Bumetanide 1 mg = furosemide 40 mg.

Caution: close monitoring of electrolytes is essential when metolazone is used.

The three classes of diuretics have different sites of action and their effects are additive. Combinations are more effective than single agents and are valuable when the fluid retention is refractory to treatment. Close monitoring of electrolytes is essential when combinations are used. A potassium-sparing diuretic is more effective than potassium supplementation.

Spironolactone 25mg daily (increased to 50mg if necessary) was found to reduce mortality by 30% in the RALES study, in patients with NYHA class 4 heart failure who were already receiving an ACE inhibitor and loop diuretic. Nausea and gynaecomastia is a common side effects.

  1. Vasodilators

    1. ACE inhibitors

    2. Nitrates

    3. Hydralazine

  2. Inotropes

    1. Digoxin

    1. Dopamine, dobutamine

  3. Betablocker (See guidelines for initiation below)

ACE inhibitors reduce mortality in CHF and an attempt should be made to establish every eligible patient on a drug from this group except those whose primary problem is an arrhythmia or valvular stenosis. Formulary ACE inhibitors are: captopril, lisinopril and ramipril.

Treatment should always be initiated with a small test dose e.g. captopril 6.25mg. The aim should then be to increase the dosage to the maximum tolerated.

Special care is required in the presence of:

  1. Dehydration

  2. Creatinine equal or greater than 200 micromol/l,

  3. Serum potassium greater than 5.5 mmol/l,

  4. Standing systolic blood pressure less than 100mmHg,

  5. Furosemide dosage equal to or greater than 80mg or the equivalent. If diuretic dosage is high, dehydration is suspected or there is systolic hypotension consider discontinuing diuretics for 24-36 hours, before commencing ACE inhibitor.

Consider discontinuing potassium-sparing diuretic/supplement before starting an ACE inhibitor in view of possible hyperkalaemia.

If ACE inhibitors are not tolerated an angiotensin II blocker should be substituted (candesartan is preferred).

Guidelines for initiation of b-blockers

Bisoprolol is given once daily, and is supported by evidence from the CIBIS-II trial.

Carvedilol is given twice daily, is supported by evidence from several trials but is more expensive than bisoprolol.

  1. Weight and renal function should have been stable for 4 weeks and the dosage of ACE inhibitor and diuretic unchanged.

  2. Dosage to be doubled at 2 weekly intervals in the absence of adverse events up to target dosage.

  3. Patients must be advised that minor weight gain and breathlessness is common initially.

  4. Staff or patients to contact heart failure clinic on 291 2752.

Digoxin is especially useful in atrial fibrillation but there is now evidence, especially in chronic heart failure, for its use in patients in sinus rhythm.
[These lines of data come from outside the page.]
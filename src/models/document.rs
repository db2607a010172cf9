use chrono::NaiveDate;
use serde::{Deserialize, Serialize};

use super::price::{PriceRecord, PriceSet};

// ---------------------------------------------------------------------------
// RollingDocument — avg30 / avg7 trailing averages
// ---------------------------------------------------------------------------

#[derive(Debug, Clone, PartialEq, Serialize, Deserialize)]
#[serde(rename_all = "camelCase")]
pub struct RollingDocument {
    pub product_id: u64,
    pub sub_type_name: String,
    pub last_updated: NaiveDate,
    pub avg30: PriceSet,
    pub avg7: PriceSet,
}

// ---------------------------------------------------------------------------
// SlotRecord — A price record as stored in a snapshot slot
// ---------------------------------------------------------------------------

#[derive(Debug, Clone, PartialEq, Serialize, Deserialize)]
#[serde(rename_all = "camelCase")]
pub struct SlotRecord {
    pub date: NaiveDate,
    pub product_id: u64,
    pub sub_type_name: String,
    #[serde(flatten)]
    pub prices: PriceSet,
}

impl SlotRecord {
    pub fn from_record(record: &PriceRecord, product_id: u64) -> Self {
        Self {
            date: record.date,
            product_id,
            sub_type_name: record.sub_type_name.clone(),
            prices: record.prices,
        }
    }
}

// ---------------------------------------------------------------------------
// SnapshotDocument — Fixed day7 / day30 slots
// ---------------------------------------------------------------------------

#[derive(Debug, Clone, PartialEq, Serialize, Deserialize)]
#[serde(rename_all = "camelCase")]
pub struct SnapshotDocument {
    pub product_id: u64,
    pub sub_type_name: String,
    pub last_updated: NaiveDate,
    #[serde(default, skip_serializing_if = "Option::is_none")]
    pub day7: Option<SlotRecord>,
    #[serde(default, skip_serializing_if = "Option::is_none")]
    pub day30: Option<SlotRecord>,
}

// ---------------------------------------------------------------------------
// AggregateDocument — Either persisted shape
// ---------------------------------------------------------------------------

/// A persisted per-product document.
///
/// Rolling is tried first when reading: it requires `avg30`/`avg7`, while a
/// snapshot document has no required fields beyond its identity.
#[derive(Debug, Clone, PartialEq, Serialize, Deserialize)]
#[serde(untagged)]
pub enum AggregateDocument {
    Rolling(RollingDocument),
    Snapshot(SnapshotDocument),
}

impl AggregateDocument {
    pub fn last_updated(&self) -> NaiveDate {
        match self {
            Self::Rolling(doc) => doc.last_updated,
            Self::Snapshot(doc) => doc.last_updated,
        }
    }

    pub fn shape(&self) -> &'static str {
        match self {
            Self::Rolling(_) => "rolling",
            Self::Snapshot(_) => "snapshot",
        }
    }
}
Intravenous inotropes may be appropriate in the short-term for some patients with otherwise intractable cardiac failure.

Correctable causes should always be sought and treated, eg surgery for valvular heart disease. Patients aged <60 years may be potential candidates for cardiac transplantation.
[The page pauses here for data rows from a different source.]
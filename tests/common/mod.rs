//! Shared test fixtures for the tcg-price-history integration tests.
//!
//! Provides an in-memory [`PriceArchive`], an [`ArchiveProvider`] serving such
//! archives per date, record/date helpers, and a one-shot HTTP responder for
//! exercising the fetcher without the network.

#![allow(dead_code)]

use std::cell::RefCell;
use std::collections::{BTreeMap, HashSet};
use std::fs;
use std::io::{Read, Write};
use std::net::TcpListener;
use std::path::Path;
use std::thread::{self, JoinHandle};

use chrono::{Duration, NaiveDate};
use tcg_price_history::archive::entry_relative_path;
use tcg_price_history::models::{PriceRecord, PriceSet};
use tcg_price_history::{ArchiveProvider, PriceArchive, Result, TrackerError};

// ---------------------------------------------------------------------------
// Dates / records
// ---------------------------------------------------------------------------

pub fn today() -> NaiveDate {
    NaiveDate::from_ymd_opt(2024, 6, 30).unwrap()
}

pub fn days_ago(days: i64) -> NaiveDate {
    today() - Duration::days(days)
}

pub fn record(date: NaiveDate, product_id: &str, sub_type: &str, market: Option<f64>) -> PriceRecord {
    PriceRecord {
        date,
        category_id: "1".to_string(),
        product_id: product_id.to_string(),
        sub_type_name: sub_type.to_string(),
        prices: PriceSet {
            market_price: market,
            ..PriceSet::default()
        },
    }
}

// ---------------------------------------------------------------------------
// MemoryArchive
// ---------------------------------------------------------------------------

/// An archive whose entries live in memory.
///
/// Records which entry names were extracted so tests can assert that
/// non-qualifying entries are never unpacked.
#[derive(Default, Clone)]
pub struct MemoryArchive {
    pub entries: BTreeMap<String, Vec<u8>>,
    pub extracted: RefCell<Vec<String>>,
    /// Where the last extraction wrote to.
    pub last_dest: RefCell<Option<std::path::PathBuf>>,
}

impl MemoryArchive {
    pub fn new() -> Self {
        Self::default()
    }

    pub fn with_entry(mut self, name: &str, content: impl Into<Vec<u8>>) -> Self {
        self.entries.insert(name.to_string(), content.into());
        self
    }

    pub fn with_json(self, name: &str, value: serde_json::Value) -> Self {
        self.with_entry(name, serde_json::to_vec(&value).unwrap())
    }
}

impl PriceArchive for MemoryArchive {
    fn entry_names(&self) -> Vec<String> {
        self.entries.keys().cloned().collect()
    }

    fn extract_entries(&mut self, entries: &[String], dest: &Path) -> Result<()> {
        *self.last_dest.borrow_mut() = Some(dest.to_path_buf());
        let wanted: HashSet<&String> = entries.iter().collect();
        for (name, content) in &self.entries {
            if !wanted.contains(name) {
                continue;
            }
            let path = dest.join(entry_relative_path(name));
            fs::create_dir_all(path.parent().unwrap())?;
            fs::write(&path, content)?;
            self.extracted.borrow_mut().push(name.clone());
        }
        Ok(())
    }
}

// ---------------------------------------------------------------------------
// FakeProvider
// ---------------------------------------------------------------------------

/// Serves a [`MemoryArchive`] per date.
///
/// Dates without an archive fail to download like a 404 would. Dates in
/// `corrupt` download fine but fail to open.
#[derive(Default)]
pub struct FakeProvider {
    pub archives: BTreeMap<NaiveDate, MemoryArchive>,
    pub corrupt: HashSet<NaiveDate>,
    pub downloads: RefCell<Vec<NaiveDate>>,
}

impl FakeProvider {
    pub fn new() -> Self {
        Self::default()
    }

    pub fn with_archive(mut self, date: NaiveDate, archive: MemoryArchive) -> Self {
        self.archives.insert(date, archive);
        self
    }

    pub fn with_corrupt(mut self, date: NaiveDate) -> Self {
        self.corrupt.insert(date);
        self
    }

    fn date_of(path: &Path) -> NaiveDate {
        let name = path.file_name().unwrap().to_str().unwrap();
        let date = name
            .trim_start_matches("prices-")
            .trim_end_matches(".ppmd.7z");
        NaiveDate::parse_from_str(date, "%Y-%m-%d").unwrap()
    }
}

impl ArchiveProvider for FakeProvider {
    fn download(&self, date: NaiveDate, dest: &Path) -> Result<u64> {
        self.downloads.borrow_mut().push(date);
        if !self.archives.contains_key(&date) && !self.corrupt.contains(&date) {
            return Err(TrackerError::EmptyPayload(format!("404 for {}", date)));
        }
        fs::write(dest, b"7z-placeholder")?;
        Ok(14)
    }

    fn open(&self, path: &Path) -> Result<Box<dyn PriceArchive>> {
        let date = Self::date_of(path);
        if self.corrupt.contains(&date) {
            return Err(TrackerError::Io(std::io::Error::new(
                std::io::ErrorKind::InvalidData,
                "not a 7z archive",
            )));
        }
        Ok(Box::new(self.archives[&date].clone()))
    }
}

/// A `prices` document with one item per `(productId, subTypeName, marketPrice)`.
pub fn prices_doc(items: &[(u64, &str, f64)]) -> serde_json::Value {
    let results: Vec<serde_json::Value> = items
        .iter()
        .map(|(id, sub, market)| {
            serde_json::json!({
                "productId": id,
                "subTypeName": sub,
                "lowPrice": null,
                "marketPrice": market,
            })
        })
        .collect();
    serde_json::json!({ "success": true, "errors": [], "results": results })
}

/// Names of files directly inside `dir` (empty if it does not exist).
pub fn file_names(dir: &Path) -> Vec<String> {
    match fs::read_dir(dir) {
        Ok(entries) => entries
            .map(|e| e.unwrap().file_name().to_string_lossy().into_owned())
            .collect(),
        Err(_) => Vec::new(),
    }
}

// ---------------------------------------------------------------------------
// One-shot HTTP responder
// ---------------------------------------------------------------------------

/// Serve a single raw HTTP response on a local port.
///
/// Returns the base URL and the server thread handle.
pub fn serve_once(status_line: &str, body: &'static [u8]) -> (String, JoinHandle<()>) {
    let listener = TcpListener::bind("127.0.0.1:0").unwrap();
    let addr = listener.local_addr().unwrap();
    let status_line = status_line.to_string();

    let handle = thread::spawn(move || {
        let (mut stream, _) = listener.accept().unwrap();
        let mut buf = [0u8; 4096];
        let mut request = Vec::new();
        while !request.windows(4).any(|w| w == b"\r\n\r\n") {
            let n = stream.read(&mut buf).unwrap();
            if n == 0 {
                break;
            }
            request.extend_from_slice(&buf[..n]);
        }
        let header = format!(
            "HTTP/1.1 {}\r\nContent-Length: {}\r\nConnection: close\r\n\r\n",
            status_line,
            body.len()
        );
        stream.write_all(header.as_bytes()).unwrap();
        stream.write_all(body).unwrap();
        stream.flush().unwrap();
    });

    (format!("http://{}", addr), handle)
}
Anticoagulants should be used in all patients with atrial fibrillation and considered in those with significantly dilated hearts, especially in the presence of mitral valve disease.

Acute Heart Failure

This is a medical emergency usually resulting from acute myocardial infarction or hypertension.

  1. The patient should be nursed sitting up

  2. Give 100% oxygen by face mask at 8 - 10 L/min

  3. Intravenous Furosemide - Doses of 40-80mg may be given over 3-5mins. Larger doses at a rate not exceeding 4mg/min

  4. Diamorphine 2.5mg followed by 2.5mg five minutes later if necessary I.V. This will produce vasodilation and reduce patient distress.

  5. Sublingual GTN will reduce preload by venodilation. This should be followed by intravenous nitrates, care being taken to keep fluid volume to a minimum. Alternatively or subsequently a nitrate patch or oral nitrate may be used.

  6. Digitalise, especially in the presence of atrial fibrillation

Precipitating causes must be sought and treated. If there is no prompt improvement, and the aetiology is not clearly established, echocardiography should be requested and specialist advice sought.